■ **Extracted material**:
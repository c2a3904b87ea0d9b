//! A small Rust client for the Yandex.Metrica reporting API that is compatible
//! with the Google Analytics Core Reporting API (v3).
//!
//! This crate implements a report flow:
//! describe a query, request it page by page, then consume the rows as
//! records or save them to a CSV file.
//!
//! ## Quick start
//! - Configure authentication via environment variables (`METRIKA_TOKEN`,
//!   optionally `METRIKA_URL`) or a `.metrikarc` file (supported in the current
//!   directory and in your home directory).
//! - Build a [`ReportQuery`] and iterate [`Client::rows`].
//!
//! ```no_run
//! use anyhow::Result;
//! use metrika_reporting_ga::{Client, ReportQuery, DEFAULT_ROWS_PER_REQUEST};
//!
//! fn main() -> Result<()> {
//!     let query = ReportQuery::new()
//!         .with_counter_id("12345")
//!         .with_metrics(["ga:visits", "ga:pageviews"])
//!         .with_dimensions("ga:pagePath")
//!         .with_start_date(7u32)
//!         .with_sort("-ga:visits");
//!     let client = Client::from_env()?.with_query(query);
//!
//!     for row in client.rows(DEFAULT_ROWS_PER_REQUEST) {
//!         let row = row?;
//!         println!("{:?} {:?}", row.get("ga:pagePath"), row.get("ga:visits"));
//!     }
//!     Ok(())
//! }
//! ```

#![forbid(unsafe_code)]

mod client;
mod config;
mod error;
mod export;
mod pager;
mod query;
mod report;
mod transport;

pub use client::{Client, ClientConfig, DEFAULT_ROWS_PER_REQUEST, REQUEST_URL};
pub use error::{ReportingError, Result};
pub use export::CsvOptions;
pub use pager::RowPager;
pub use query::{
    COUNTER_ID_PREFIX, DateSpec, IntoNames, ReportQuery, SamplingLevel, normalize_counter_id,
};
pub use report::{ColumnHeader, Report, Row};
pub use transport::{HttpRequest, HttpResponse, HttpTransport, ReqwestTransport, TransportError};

---

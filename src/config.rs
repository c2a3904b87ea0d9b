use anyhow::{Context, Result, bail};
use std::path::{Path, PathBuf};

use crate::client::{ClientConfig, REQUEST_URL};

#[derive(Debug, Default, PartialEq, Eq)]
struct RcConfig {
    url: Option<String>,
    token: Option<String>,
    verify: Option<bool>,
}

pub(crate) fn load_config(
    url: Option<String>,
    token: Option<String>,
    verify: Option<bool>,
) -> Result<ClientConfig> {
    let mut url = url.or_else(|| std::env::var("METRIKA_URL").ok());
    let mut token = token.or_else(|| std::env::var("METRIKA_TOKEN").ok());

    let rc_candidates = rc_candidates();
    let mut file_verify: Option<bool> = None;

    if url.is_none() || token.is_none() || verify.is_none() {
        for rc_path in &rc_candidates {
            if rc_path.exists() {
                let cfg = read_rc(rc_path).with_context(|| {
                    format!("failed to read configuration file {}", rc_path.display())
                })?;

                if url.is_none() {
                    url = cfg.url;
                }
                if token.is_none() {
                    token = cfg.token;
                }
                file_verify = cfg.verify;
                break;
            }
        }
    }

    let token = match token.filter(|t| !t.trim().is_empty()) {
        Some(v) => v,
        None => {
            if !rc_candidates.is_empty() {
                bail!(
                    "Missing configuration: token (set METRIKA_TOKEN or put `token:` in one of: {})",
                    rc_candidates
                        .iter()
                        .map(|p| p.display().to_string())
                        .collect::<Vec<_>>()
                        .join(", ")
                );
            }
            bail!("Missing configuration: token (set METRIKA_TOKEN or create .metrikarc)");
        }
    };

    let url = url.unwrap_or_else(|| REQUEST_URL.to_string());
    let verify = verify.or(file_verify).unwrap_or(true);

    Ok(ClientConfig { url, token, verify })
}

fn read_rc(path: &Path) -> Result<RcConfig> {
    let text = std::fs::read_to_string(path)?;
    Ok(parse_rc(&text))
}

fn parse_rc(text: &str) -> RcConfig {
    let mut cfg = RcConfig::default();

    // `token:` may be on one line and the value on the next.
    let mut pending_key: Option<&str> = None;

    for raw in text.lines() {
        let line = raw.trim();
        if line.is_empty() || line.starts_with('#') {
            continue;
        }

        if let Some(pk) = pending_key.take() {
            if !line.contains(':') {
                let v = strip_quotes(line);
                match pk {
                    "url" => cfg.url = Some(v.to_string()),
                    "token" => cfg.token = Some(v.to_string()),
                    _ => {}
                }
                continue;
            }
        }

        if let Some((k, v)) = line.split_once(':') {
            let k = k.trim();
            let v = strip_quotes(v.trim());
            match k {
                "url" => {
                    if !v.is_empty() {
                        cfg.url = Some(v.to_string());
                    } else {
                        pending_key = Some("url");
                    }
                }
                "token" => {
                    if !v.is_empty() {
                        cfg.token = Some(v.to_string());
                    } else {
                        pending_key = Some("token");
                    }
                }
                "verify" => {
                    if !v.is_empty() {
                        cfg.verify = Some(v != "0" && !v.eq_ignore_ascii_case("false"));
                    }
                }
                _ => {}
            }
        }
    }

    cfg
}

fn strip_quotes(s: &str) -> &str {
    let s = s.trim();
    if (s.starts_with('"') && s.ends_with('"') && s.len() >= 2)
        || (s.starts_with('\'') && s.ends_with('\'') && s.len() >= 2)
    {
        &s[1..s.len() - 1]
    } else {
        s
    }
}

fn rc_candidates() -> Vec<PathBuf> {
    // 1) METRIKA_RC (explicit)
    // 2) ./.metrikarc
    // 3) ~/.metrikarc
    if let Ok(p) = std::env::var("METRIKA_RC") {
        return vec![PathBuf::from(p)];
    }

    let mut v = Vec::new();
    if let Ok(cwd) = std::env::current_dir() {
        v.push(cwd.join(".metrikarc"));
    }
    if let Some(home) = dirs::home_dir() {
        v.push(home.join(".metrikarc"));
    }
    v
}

■ **What the task asks**:
Using the entries shown above, reproduce verbatim the lines from the line bearing "let verify = verify.or(file_verify).unwrap_or(true);" to the line bearing "fn parse_rc(text: &str)", inclusive.

■ **Output for this task**:
    let verify = verify.or(file_verify).unwrap_or(true);

    Ok(ClientConfig { url, token, verify })
}

fn read_rc(path: &Path) -> Result<RcConfig> {
    let text = std::fs::read_to_string(path)?;
    Ok(parse_rc(&text))
}

fn parse_rc(text: &str) -> RcConfig {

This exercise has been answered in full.